* _Source information_:
------------------------------------------------------------------------

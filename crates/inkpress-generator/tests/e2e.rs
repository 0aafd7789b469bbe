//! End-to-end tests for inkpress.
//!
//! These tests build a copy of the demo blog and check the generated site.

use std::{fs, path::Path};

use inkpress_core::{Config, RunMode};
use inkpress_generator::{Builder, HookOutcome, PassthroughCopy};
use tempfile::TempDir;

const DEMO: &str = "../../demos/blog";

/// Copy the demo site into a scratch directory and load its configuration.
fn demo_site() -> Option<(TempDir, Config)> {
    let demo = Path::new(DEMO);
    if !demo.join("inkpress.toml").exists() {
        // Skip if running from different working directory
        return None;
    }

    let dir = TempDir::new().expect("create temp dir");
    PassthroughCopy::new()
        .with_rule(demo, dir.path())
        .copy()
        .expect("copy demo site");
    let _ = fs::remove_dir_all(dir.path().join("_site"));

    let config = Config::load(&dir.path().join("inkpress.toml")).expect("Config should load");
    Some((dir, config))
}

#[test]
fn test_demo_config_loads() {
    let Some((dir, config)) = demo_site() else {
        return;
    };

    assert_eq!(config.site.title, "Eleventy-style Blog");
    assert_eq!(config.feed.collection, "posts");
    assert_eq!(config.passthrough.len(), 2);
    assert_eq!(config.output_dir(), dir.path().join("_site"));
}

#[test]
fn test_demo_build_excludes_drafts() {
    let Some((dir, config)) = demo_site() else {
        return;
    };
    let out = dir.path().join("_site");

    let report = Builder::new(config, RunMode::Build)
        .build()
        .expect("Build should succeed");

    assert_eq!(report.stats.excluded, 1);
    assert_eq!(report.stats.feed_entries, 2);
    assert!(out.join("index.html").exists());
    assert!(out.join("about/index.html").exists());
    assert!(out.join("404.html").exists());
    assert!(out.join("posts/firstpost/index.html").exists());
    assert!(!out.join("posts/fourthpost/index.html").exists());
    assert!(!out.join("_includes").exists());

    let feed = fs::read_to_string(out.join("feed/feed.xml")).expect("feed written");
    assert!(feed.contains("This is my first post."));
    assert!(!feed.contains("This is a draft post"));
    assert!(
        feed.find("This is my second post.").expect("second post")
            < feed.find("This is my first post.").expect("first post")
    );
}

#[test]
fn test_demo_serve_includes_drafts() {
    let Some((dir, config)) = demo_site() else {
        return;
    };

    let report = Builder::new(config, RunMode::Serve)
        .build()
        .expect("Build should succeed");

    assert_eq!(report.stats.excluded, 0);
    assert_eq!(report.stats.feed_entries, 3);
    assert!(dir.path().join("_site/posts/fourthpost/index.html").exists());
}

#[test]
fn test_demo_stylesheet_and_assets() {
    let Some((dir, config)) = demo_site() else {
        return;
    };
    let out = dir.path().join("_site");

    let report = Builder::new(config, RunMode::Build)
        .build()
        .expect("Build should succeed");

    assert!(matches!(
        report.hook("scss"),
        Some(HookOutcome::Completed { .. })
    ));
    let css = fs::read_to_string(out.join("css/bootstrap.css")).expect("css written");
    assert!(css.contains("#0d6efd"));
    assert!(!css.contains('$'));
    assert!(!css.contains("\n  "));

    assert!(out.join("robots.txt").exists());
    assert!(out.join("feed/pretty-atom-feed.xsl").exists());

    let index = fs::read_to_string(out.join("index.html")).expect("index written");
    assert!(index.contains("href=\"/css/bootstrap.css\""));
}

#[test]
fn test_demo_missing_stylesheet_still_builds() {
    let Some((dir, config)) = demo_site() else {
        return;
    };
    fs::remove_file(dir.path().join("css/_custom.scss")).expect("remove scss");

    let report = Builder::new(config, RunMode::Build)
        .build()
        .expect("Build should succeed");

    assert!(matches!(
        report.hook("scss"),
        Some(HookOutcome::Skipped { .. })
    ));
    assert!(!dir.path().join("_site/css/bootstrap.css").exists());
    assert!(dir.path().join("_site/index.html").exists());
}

------------------------------------------------------------------------

* _What needs to be done_: Nothing may be left out: return each entry exactly as it reads.

* _Solution_:
filename crates/inkpress-generator/tests/e2e.rs
repository 0aafd7789b469bbe
//! End-to-end tests for inkpress.
//!
//! These tests build a copy of the demo blog and check the generated site.

use std::{fs, path::Path};

use inkpress_core::{Config, RunMode};
use inkpress_generator::{Builder, HookOutcome, PassthroughCopy};
use tempfile::TempDir;

const DEMO: &str = "../../demos/blog";

/// Copy the demo site into a scratch directory and load its configuration.
fn demo_site() -> Option<(TempDir, Config)> {
    let demo = Path::new(DEMO);
    if !demo.join("inkpress.toml").exists() {
        // Skip if running from different working directory
        return None;
    }

    let dir = TempDir::new().expect("create temp dir");
    PassthroughCopy::new()
        .with_rule(demo, dir.path())
        .copy()
        .expect("copy demo site");
    let _ = fs::remove_dir_all(dir.path().join("_site"));

    let config = Config::load(&dir.path().join("inkpress.toml")).expect("Config should load");
    Some((dir, config))
}

#[test]
fn test_demo_config_loads() {
    let Some((dir, config)) = demo_site() else {
        return;
    };

    assert_eq!(config.site.title, "Eleventy-style Blog");
    assert_eq!(config.feed.collection, "posts");
    assert_eq!(config.passthrough.len(), 2);
    assert_eq!(config.output_dir(), dir.path().join("_site"));
}

#[test]
fn test_demo_build_excludes_drafts() {
    let Some((dir, config)) = demo_site() else {
        return;
    };
    let out = dir.path().join("_site");

    let report = Builder::new(config, RunMode::Build)
        .build()
        .expect("Build should succeed");

    assert_eq!(report.stats.excluded, 1);
    assert_eq!(report.stats.feed_entries, 2);
    assert!(out.join("index.html").exists());
    assert!(out.join("about/index.html").exists());
    assert!(out.join("404.html").exists());
    assert!(out.join("posts/firstpost/index.html").exists());
    assert!(!out.join("posts/fourthpost/index.html").exists());
    assert!(!out.join("_includes").exists());

    let feed = fs::read_to_string(out.join("feed/feed.xml")).expect("feed written");
    assert!(feed.contains("This is my first post."));
    assert!(!feed.contains("This is a draft post"));
    assert!(
        feed.find("This is my second post.").expect("second post")
            < feed.find("This is my first post.").expect("first post")
    );
}

#[test]
fn test_demo_serve_includes_drafts() {
    let Some((dir, config)) = demo_site() else {
        return;
    };

    let report = Builder::new(config, RunMode::Serve)
        .build()
        .expect("Build should succeed");

    assert_eq!(report.stats.excluded, 0);
    assert_eq!(report.stats.feed_entries, 3);
    assert!(dir.path().join("_site/posts/fourthpost/index.html").exists());
}

#[test]
fn test_demo_stylesheet_and_assets() {
    let Some((dir, config)) = demo_site() else {
        return;
    };
    let out = dir.path().join("_site");

    let report = Builder::new(config, RunMode::Build)
        .build()
        .expect("Build should succeed");

    assert!(matches!(
        report.hook("scss"),
        Some(HookOutcome::Completed { .. })
    ));
    let css = fs::read_to_string(out.join("css/bootstrap.css")).expect("css written");
    assert!(css.contains("#0d6efd"));
    assert!(!css.contains('$'));
    assert!(!css.contains("\n  "));

    assert!(out.join("robots.txt").exists());
    assert!(out.join("feed/pretty-atom-feed.xsl").exists());

    let index = fs::read_to_string(out.join("index.html")).expect("index written");
    assert!(index.contains("href=\"/css/bootstrap.css\""));
}

#[test]
fn test_demo_missing_stylesheet_still_builds() {
    let Some((dir, config)) = demo_site() else {
        return;
    };
    fs::remove_file(dir.path().join("css/_custom.scss")).expect("remove scss");

    let report = Builder::new(config, RunMode::Build)
        .build()
        .expect("Build should succeed");

    assert!(matches!(
        report.hook("scss"),
        Some(HookOutcome::Skipped { .. })
    ));
    assert!(!dir.path().join("_site/css/bootstrap.css").exists());
    assert!(dir.path().join("_site/index.html").exists());
}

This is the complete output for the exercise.